The bigeye trevally is of varying importance to both commercial and recreational fisheries throughout its range, with the large school sizes allowing for large catches in some regions. In many regions the species is lumped with other jacks in fishery statistics, and therefore worldwide catch is nearly impossible to estimate. Known recent annual catches include those of Saudi Arabia (615–638 t), Mexico (900 t), and Hawaii (297 lb). The species is especially important in fisheries based around coral reefs, with one such fishery in Papua New Guinea showing bigeye trevally are the most frequently taken carangid, and one of the top five most important species overall. It is also of high importance in small artisanal and subsistence fisheries, for which statistics are not kept. Bigeye trevally are taken by a number of methods including hook and line, gill nets, purse seines and various other netting methods. Due to their nocturnal hunting nature, a popular way to catch large numbers involves illuminating the water surface at night, and using hook and line to catch the fish attracted by the light. The species is sold fresh, dried and salted at market.

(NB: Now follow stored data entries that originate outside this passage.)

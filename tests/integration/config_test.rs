//! Configuration files and their effect on the player

use std::time::Duration;

use beard::player::{LoadRequest, Mount, RevertPolicy};
use beard::{Config, ConfigError};

use crate::helpers::{mount_player, write_config};

#[test]
fn missing_file_yields_defaults() {
    let (dir, _path) = write_config("");
    let config = Config::load_from(&dir.path().join("absent.toml")).unwrap();
    assert_eq!(config, Config::default());
}

#[test]
fn file_values_override_defaults() {
    let (_dir, path) = write_config(
        r#"
[player]
formats = ["flac"]
error_revert_ms = 1500
revert_policy = "overlap"
loading_text = "buffering"

[ui]
theme = "ocean"
"#,
    );

    let config = Config::load_from(&path).unwrap();

    assert_eq!(config.player.formats, vec!["flac"]);
    assert_eq!(config.player.error_revert_ms, 1500);
    assert_eq!(config.player.revert_policy, RevertPolicy::Overlap);
    assert_eq!(config.ui.theme, "ocean");
    assert_eq!(config.ui.tick_ms, 50);
}

#[test]
fn malformed_file_is_a_parse_error() {
    let (_dir, path) = write_config("[player\nformats = 3");
    let err = Config::load_from(&path).unwrap_err();

    assert!(matches!(err, ConfigError::Parse { .. }));
    assert!(err.to_string().contains("config.toml"));
}

#[test]
fn configured_player_uses_file_settings() {
    let (_dir, path) = write_config(
        r#"
[player]
formats = ["flac"]
error_revert_ms = 1500
loading_text = "buffering"
show_labels = false
"#,
    );
    let options = Config::load_from(&path).unwrap().player_options();

    let (mut player, clock) = mount_player(
        Mount::new()
            .with_source("song.flac")
            .with_default_text("Ready"),
        options,
    );
    assert_eq!(player.view().time, "buffering");
    assert_eq!(player.view().label, None);

    player.load(LoadRequest::new("song.mp3", "Other"));
    assert_eq!(player.view().text, "Error: Invalid audio url.");

    clock.advance(Duration::from_millis(1500));
    player.tick();
    assert_eq!(player.view().text, "Ready");
}
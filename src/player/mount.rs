//! Initialization input read from the host container.

/// Container attribute carrying the initial source URL.
pub const DATA_SOURCE: &str = "data-source";

/// Text-node attribute carrying the initial status text.
pub const DATA_DEFAULT: &str = "data-default";

/// Values a player is mounted with.
#[derive(Debug, Clone, Default, PartialEq, Eq)]
pub struct Mount {
    pub source: Option<String>,
    pub default_text: Option<String>,
}

impl Mount {
    pub fn new() -> Self {
        Self::default()
    }

    pub fn with_source(mut self, url: impl Into<String>) -> Self {
        self.source = Some(url.into());
        self
    }

    pub fn with_default_text(mut self, text: impl Into<String>) -> Self {
        self.default_text = Some(text.into());
        self
    }

    /// Build from `(name, value)` attribute pairs. Empty values count as
    /// absent and unknown attributes are ignored.
    pub fn from_attributes<'a, I>(attributes: I) -> Self
    where
        I: IntoIterator<Item = (&'a str, &'a str)>,
    {
        let mut mount = Self::default();
        for (name, value) in attributes {
            if value.is_empty() {
                continue;
            }
            match name {
                DATA_SOURCE => mount.source = Some(value.to_string()),
                DATA_DEFAULT => mount.default_text = Some(value.to_string()),
                _ => {}
            }
        }
        mount
    }
}
//! Beard - an embeddable audio player core
//!
//! Play/pause toggling, elapsed/total time display, a seekable progress
//! track, and transient error messages that revert on their own. The core in
//! [`player`] talks to its host only through the media and sink traits, so
//! it runs the same under a terminal, a test harness, or any other binding.

pub mod config;
pub mod error;
pub mod player;
pub mod tui;

pub use config::Config;
pub use error::{ConfigError, PlayerError};
pub use player::Beard;
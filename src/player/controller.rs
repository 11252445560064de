//! The playback state machine.
//!
//! `Beard` ties one media primitive to one view. User actions (`play`,
//! `pause`, `load`, `seek`) and media notifications both flow through it;
//! whichever is applied last wins.

use tracing::{debug, trace, warn};

use super::media::{MediaElement, MediaEvent, MediaEvents};
use super::mount::Mount;
use super::progress::{compute_progress_percent, SeekRequest};
use super::reporter::ErrorReporter;
use super::sink::{PointerSource, View};
use super::state::{LoadRequest, PlaybackStatus, PlayerOptions, PlayerState};
use super::time::{format_time_display, is_known_duration};
use super::timer::{Clock, SystemClock};
use crate::error::PlayerError;

/// One embeddable audio player.
#[derive(Debug)]
pub struct Beard<M, V, C = SystemClock>
where
    M: MediaElement,
    V: View,
    C: Clock,
{
    media: M,
    view: V,
    clock: C,
    state: PlayerState,
    reporter: ErrorReporter,
    options: PlayerOptions,
}

impl<M, V, C> Beard<M, V, C>
where
    M: MediaElement,
    V: View,
    C: Clock,
{
    /// Mount a player: show the default text, apply the initial source, and
    /// render the paused control.
    ///
    /// An invalid initial source is reported like a failed `load`.
    pub fn initialize(mount: &Mount, media: M, view: V, clock: C, options: PlayerOptions) -> Self {
        let reporter = ErrorReporter::new(options.error_revert_delay, options.revert_policy);
        let mut player = Self {
            media,
            view,
            clock,
            state: PlayerState::default(),
            reporter,
            options,
        };

        if let Some(text) = mount.default_text.as_deref() {
            player.display_text(text);
        }

        player.render_control();

        if let Some(url) = mount.source.as_deref() {
            match player.validated(Some(url)) {
                Ok(url) => player.set_source(url),
                Err(err) => {
                    warn!(url, "initial source rejected");
                    player.report_error(&err.to_string());
                }
            }
        }

        debug!(source = ?player.state.current_source, "player initialized");
        player
    }

    fn validated<'a>(&self, url: Option<&'a str>) -> Result<&'a str, PlayerError> {
        match url {
            Some(url) if self.options.formats.is_valid(Some(url)) => Ok(url),
            _ => Err(PlayerError::InvalidSource {
                url: url.map(str::to_string),
            }),
        }
    }

    /// Switch to another track.
    ///
    /// An invalid URL is shown as a transient error and nothing else
    /// changes: playback, the loaded source, and the status text stay as
    /// they were. Otherwise playback pauses, the text is shown, and the
    /// new source is set.
    pub fn load(&mut self, request: LoadRequest) {
        let url = match self.validated(request.url.as_deref()) {
            Ok(url) => url.to_string(),
            Err(err) => {
                warn!(url = ?request.url, "load rejected");
                self.report_error(&err.to_string());
                return;
            }
        };

        self.pause();
        self.display_text(&request.text);
        self.set_source(&url);
    }

    fn set_source(&mut self, url: &str) {
        debug!(url, "source set");
        self.media.set_source(url);
        self.state.current_source = Some(url.to_string());
        self.sync_from_media();
        self.display_time();
        self.view.set_progress(0.0);
    }

    /// Start playback, or pause if already playing.
    pub fn play(&mut self) {
        if self.state.is_playing() {
            return self.pause();
        }

        if self.state.current_source.is_none() {
            debug!("play ignored: no source loaded");
            return;
        }

        self.media.play();
        self.state.status = PlaybackStatus::Playing;
        self.render_control();
        debug!("playing");
    }

    /// Halt playback.
    pub fn pause(&mut self) {
        self.media.pause();
        self.state.status = PlaybackStatus::Paused;
        self.render_control();
        debug!("paused");
    }

    /// Jump to `fraction` of the track.
    ///
    /// Ignored while the duration is unknown. The target is clamped to the
    /// track. Returns whether the seek was applied.
    pub fn seek(&mut self, fraction: f64) -> bool {
        let duration = self.media.duration();
        let target = match duration {
            Some(total) if is_known_duration(duration) => {
                SeekRequest::new(fraction).target_seconds(total)
            }
            _ => None,
        };

        let Some(target) = target else {
            debug!(fraction, ?duration, "seek ignored");
            return false;
        };

        trace!(fraction, target, "seeking");
        self.media.set_current_time(target);
        self.state.current_time_seconds = target;
        self.state.duration_seconds = duration;
        self.display_time();
        self.display_progress();
        true
    }

    /// Seek to wherever the pointer sits on the track.
    pub fn seek_to_pointer(&mut self, pointer: &dyn PointerSource) -> bool {
        self.seek(SeekRequest::from_pointer(pointer).fraction)
    }

    /// Move the hover cursor over the seek track.
    pub fn place_seek_cursor(&mut self, offset_x: f64) {
        self.view.place_cursor(offset_x);
    }

    /// React to a notification from the media primitive.
    pub fn handle_media_event(&mut self, event: MediaEvent) {
        trace!(?event, "media event");
        self.sync_from_media();

        match event {
            MediaEvent::TimeUpdate => {
                self.display_time();
                self.display_progress();
            }
            MediaEvent::CanPlay => self.display_time(),
            MediaEvent::Ended => {
                if self.state.is_playing() {
                    self.pause();
                }
            }
        }
    }

    /// Show a transient error over the status text.
    pub fn report_error(&mut self, message: &str) {
        let now = self.clock.now();
        self.reporter.report(message, now, &mut self.view);
    }

    /// Show ordinary status text.
    pub fn display_text(&mut self, text: &str) {
        self.reporter.show_text(text, &mut self.view);
    }

    /// Apply pending error reversions. Returns how many fired.
    pub fn tick(&mut self) -> usize {
        let now = self.clock.now();
        self.reporter.tick(now, &mut self.view)
    }

    fn sync_from_media(&mut self) {
        self.state.current_time_seconds = self.media.current_time();
        self.state.duration_seconds = self.media.duration();
    }

    fn display_time(&mut self) {
        let text = format_time_display(
            self.state.current_time_seconds,
            self.state.duration_seconds,
            &self.options.loading_text,
        );
        self.view.set_time(&text);
    }

    fn display_progress(&mut self) {
        let Some(duration) = self.state.duration_seconds else {
            return;
        };
        let percent = compute_progress_percent(self.state.current_time_seconds, duration);
        if percent.is_finite() {
            self.view.set_progress(percent);
        } else {
            trace!(percent, "progress not rendered");
        }
    }

    fn render_control(&mut self) {
        let playing = self.state.is_playing();
        self.view.set_playing(playing);
        if let Some(labels) = &self.options.labels {
            let label = if playing { &labels.pause } else { &labels.play };
            self.view.set_label(label);
        }
    }

    pub fn state(&self) -> &PlayerState {
        &self.state
    }

    pub fn is_playing(&self) -> bool {
        self.state.is_playing()
    }

    pub fn current_source(&self) -> Option<&str> {
        self.state.current_source.as_deref()
    }

    /// Status text currently shown.
    pub fn display_message(&self) -> &str {
        self.reporter.text()
    }

    pub fn reporter(&self) -> &ErrorReporter {
        &self.reporter
    }

    pub fn options(&self) -> &PlayerOptions {
        &self.options
    }

    pub fn view(&self) -> &V {
        &self.view
    }

    /// Direct access to the view for binding-specific state the core does
    /// not manage (e.g. hiding the seek cursor).
    pub fn view_mut(&mut self) -> &mut V {
        &mut self.view
    }

    pub fn media(&self) -> &M {
        &self.media
    }

    pub fn clock(&self) -> &C {
        &self.clock
    }
}

impl<M, V, C> Beard<M, V, C>
where
    M: MediaElement + MediaEvents,
    V: View,
    C: Clock,
{
    /// Deliver pending media notifications in order, then apply due error
    /// reversions.
    pub fn pump(&mut self) {
        for event in self.media.poll_events() {
            self.handle_media_event(event);
        }
        self.tick();
    }
}
//! Progress and seek math.

use super::sink::PointerSource;
use super::time::round_half_up;

/// Current position as a percentage of the total duration.
///
/// Both values are rounded to whole seconds first. A zero or unknown
/// duration yields NaN or infinity; callers decide what to render.
pub fn compute_progress_percent(current_seconds: f64, duration_seconds: f64) -> f64 {
    let current = round_half_up(current_seconds);
    let total = round_half_up(duration_seconds);
    (current / total) * 100.0
}

/// Fraction of the track covered by the pointer. Not clamped.
pub fn compute_seek_fraction(pointer_offset_x: f64, track_width: f64) -> f64 {
    pointer_offset_x / track_width
}

/// A seek position expressed as a fraction of the track.
#[derive(Debug, Clone, Copy, PartialEq)]
pub struct SeekRequest {
    pub fraction: f64,
}

impl SeekRequest {
    pub fn new(fraction: f64) -> Self {
        Self { fraction }
    }

    /// Build a request from the pointer position over the seek track.
    pub fn from_pointer(pointer: &dyn PointerSource) -> Self {
        Self::new(compute_seek_fraction(
            pointer.pointer_offset_x(),
            pointer.track_width(),
        ))
    }

    /// Target playback offset, clamped to `[0, duration]`.
    ///
    /// Returns `None` when the product is not a number or the duration is
    /// negative.
    pub fn target_seconds(&self, duration: f64) -> Option<f64> {
        let target = duration * self.fraction;
        if target.is_nan() || duration < 0.0 {
            return None;
        }
        Some(target.clamp(0.0, duration))
    }
}
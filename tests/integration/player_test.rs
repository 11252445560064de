//! End-to-end playback scenarios on a headless view

use std::time::Duration;

use beard::player::{
    Clock, LoadRequest, MediaElement, Mount, PlayerOptions, TrackPointer,
};

use crate::helpers::{mount_player, ready_player};

// ============================================================================
// Loading and playback
// ============================================================================

#[test]
fn mount_shows_default_text_and_loading_time() {
    let mount = Mount::from_attributes([
        ("data-source", "track.mp3"),
        ("data-default", "Now playing"),
    ]);
    let (player, _clock) = mount_player(mount, PlayerOptions::default());

    assert_eq!(player.view().text, "Now playing");
    assert_eq!(player.view().time, "loading...");
    assert_eq!(player.current_source(), Some("track.mp3"));
    assert!(!player.is_playing());
}

#[test]
fn time_display_follows_playback() {
    let (mut player, clock) = ready_player();
    assert_eq!(player.view().time, "0:00 of 3:00");

    player.play();
    clock.advance(Duration::from_secs(30));
    player.pump();

    assert_eq!(player.view().time, "0:30 of 3:00");
    let progress = player.view().progress.unwrap_or_default();
    assert!((progress - 100.0 / 6.0).abs() < 1e-9);
}

#[test]
fn invalid_load_keeps_playing_and_reverts_message() {
    let (mut player, clock) = ready_player();
    player.play();

    player.load(LoadRequest::new("bad.xyz", "Other track"));

    assert!(player.is_playing());
    assert!(player.media().is_playing());
    assert_eq!(player.current_source(), Some("track.mp3"));
    assert_eq!(player.view().text, "Error: Invalid audio url.");

    clock.advance(Duration::from_millis(2999));
    player.pump();
    assert_eq!(player.view().text, "Error: Invalid audio url.");

    clock.advance(Duration::from_millis(1));
    player.pump();
    assert_eq!(player.view().text, "Now playing");
}

#[test]
fn valid_load_pauses_and_switches_source() {
    let (mut player, _clock) = ready_player();
    player.play();

    player.load(LoadRequest::new("next.ogg", "Next up"));

    assert!(!player.is_playing());
    assert_eq!(player.current_source(), Some("next.ogg"));
    assert_eq!(player.media().source(), Some("next.ogg"));
    assert_eq!(player.view().text, "Next up");
    assert_eq!(player.view().time, "loading...");

    player.pump();
    assert_eq!(player.view().time, "0:00 of 3:00");
}

#[test]
fn end_of_track_pauses_player() {
    let (mut player, clock) = ready_player();
    player.play();

    clock.advance(Duration::from_secs(200));
    player.pump();

    assert!(!player.is_playing());
    assert!(!player.view().playing);
    assert_eq!(player.view().time, "3:00 of 3:00");
    assert_eq!(player.view().progress, Some(100.0));
}

// ============================================================================
// Seeking
// ============================================================================

#[test]
fn pointer_seek_moves_time_and_progress() {
    let (mut player, _clock) = ready_player();

    assert!(player.seek_to_pointer(&TrackPointer::new(100.0, 400.0)));

    assert_eq!(player.state().current_time_seconds, 45.0);
    assert_eq!(player.view().time, "0:45 of 3:00");
    assert_eq!(player.view().progress, Some(25.0));
}

#[test]
fn seek_is_ignored_until_duration_known() {
    let (mut player, _clock) = mount_player(
        Mount::new().with_source("track.mp3"),
        PlayerOptions::default(),
    );

    assert!(!player.seek(0.5));
    assert_eq!(player.state().current_time_seconds, 0.0);
    assert_eq!(player.view().time, "loading...");
}

#[test]
fn seek_past_end_is_clamped() {
    let (mut player, _clock) = ready_player();

    assert!(player.seek(1.5));
    assert_eq!(player.state().current_time_seconds, 180.0);

    assert!(player.seek(-0.2));
    assert_eq!(player.state().current_time_seconds, 0.0);
}

#[test]
fn seek_during_playback_outlasts_pending_time_update() {
    let (mut player, clock) = ready_player();
    player.play();

    // Playback moved on but its notification has not been delivered yet
    clock.advance(Duration::from_secs(30));
    assert!(player.seek(0.5));
    player.pump();

    assert!(player.is_playing());
    assert_eq!(player.state().current_time_seconds, 90.0);
    assert_eq!(player.view().progress, Some(50.0));
    assert_eq!(player.view().time, "2:30 of 3:00");
}

// ============================================================================
// Multiple players
// ============================================================================

#[test]
fn players_are_independent() {
    let (mut first, first_clock) = ready_player();
    let (mut second, _second_clock) = ready_player();

    first.play();
    first.report_error("first only");
    first_clock.advance(Duration::from_secs(1));
    first.pump();
    second.pump();

    assert!(first.is_playing());
    assert_eq!(first.view().time, "0:01 of 3:00");
    assert!(!second.is_playing());
    assert_eq!(first.view().text, "Error: first only");
    assert_eq!(second.view().text, "Now playing");
    assert_eq!(second.view().time, "0:00 of 3:00");
    assert!(first.clock().now() > second.clock().now());
}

The bigeye trevally is also popular with anglers, with the species rated as an excellent gamefish in larger sizes. The species is commonly taken by boat fishermen over reef complexes, however schools often hang around jetties and wharves, allowing for frantic fishing when the fish are on the bite, especially after dusk. The species is also occasionally taken from beaches, but rarely in large quantities. Common techniques for catching the fish include bait fishing, which can involve both live or dead bit including fish, squid or various crustaceans, or lure fishing. Bigeye trevally are known to accept many lure types including bibbed lures, surface poppers and metal slugs jigged in rapid retrieve from the ocean floor. Soft plastic lures are known to take the species, as are saltwater fly patterns. In larger sizes, gear must be robust and well maintained to land the fish. The IGFA maintains a full set of line class and tippet records for the bigeye jack. The all tackle world record stands at 14.30 kg caught off Poivre Island in the Seychelles.

The bigeye trevally's edibility is said to range from fair to very good, with frying, steaming, grilling and even use in soup popular in some South East Asian countries. Filipinos are said to consider the fish of high quality, especially fish taken from the volcanic Lake Taal, which are said to have a delicate flavour due to the lake's sulphur content. Apart from fishing, the species is popular with scuba divers which often photograph the huge schools that mill around reefs during the day. Bigeye trevally have also been held in large saltwater aquaria, however require large tank volumes to survive.